- What is needed -
Your answer should be the data below, reproduced with nothing changed.

- Extracted records -
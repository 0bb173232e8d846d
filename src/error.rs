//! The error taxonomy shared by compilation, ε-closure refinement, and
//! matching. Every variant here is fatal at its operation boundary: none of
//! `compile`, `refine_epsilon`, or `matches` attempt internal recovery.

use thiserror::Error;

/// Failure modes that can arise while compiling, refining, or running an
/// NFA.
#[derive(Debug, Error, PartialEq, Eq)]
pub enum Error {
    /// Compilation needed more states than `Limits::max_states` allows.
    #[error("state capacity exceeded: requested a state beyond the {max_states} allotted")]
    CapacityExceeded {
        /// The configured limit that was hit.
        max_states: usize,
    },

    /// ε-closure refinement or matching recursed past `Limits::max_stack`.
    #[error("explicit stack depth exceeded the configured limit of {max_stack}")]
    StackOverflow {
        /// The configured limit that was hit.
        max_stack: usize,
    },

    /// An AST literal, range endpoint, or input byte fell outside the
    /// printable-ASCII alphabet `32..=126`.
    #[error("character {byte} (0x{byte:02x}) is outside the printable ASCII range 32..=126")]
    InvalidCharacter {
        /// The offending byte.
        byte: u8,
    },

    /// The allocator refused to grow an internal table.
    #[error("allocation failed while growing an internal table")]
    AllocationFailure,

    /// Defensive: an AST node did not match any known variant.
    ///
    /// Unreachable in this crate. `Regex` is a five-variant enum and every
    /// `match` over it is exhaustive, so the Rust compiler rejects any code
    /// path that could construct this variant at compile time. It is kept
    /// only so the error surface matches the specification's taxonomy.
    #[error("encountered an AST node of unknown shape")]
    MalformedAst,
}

- Answer space -
repository 0bb173232e8d846d
filename src/error.rs
//! The error taxonomy shared by compilation, ε-closure refinement, and
//! matching. Every variant here is fatal at its operation boundary: none of
//! `compile`, `refine_epsilon`, or `matches` attempt internal recovery.

use thiserror::Error;

/// Failure modes that can arise while compiling, refining, or running an
/// NFA.
#[derive(Debug, Error, PartialEq, Eq)]
pub enum Error {
    /// Compilation needed more states than `Limits::max_states` allows.
    #[error("state capacity exceeded: requested a state beyond the {max_states} allotted")]
    CapacityExceeded {
        /// The configured limit that was hit.
        max_states: usize,
    },

    /// ε-closure refinement or matching recursed past `Limits::max_stack`.
    #[error("explicit stack depth exceeded the configured limit of {max_stack}")]
    StackOverflow {
        /// The configured limit that was hit.
        max_stack: usize,
    },

    /// An AST literal, range endpoint, or input byte fell outside the
    /// printable-ASCII alphabet `32..=126`.
    #[error("character {byte} (0x{byte:02x}) is outside the printable ASCII range 32..=126")]
    InvalidCharacter {
        /// The offending byte.
        byte: u8,
    },

    /// The allocator refused to grow an internal table.
    #[error("allocation failed while growing an internal table")]
    AllocationFailure,

    /// Defensive: an AST node did not match any known variant.
    ///
    /// Unreachable in this crate. `Regex` is a five-variant enum and every
    /// `match` over it is exhaustive, so the Rust compiler rejects any code
    /// path that could construct this variant at compile time. It is kept
    /// only so the error surface matches the specification's taxonomy.
    #[error("encountered an AST node of unknown shape")]
    MalformedAst,
}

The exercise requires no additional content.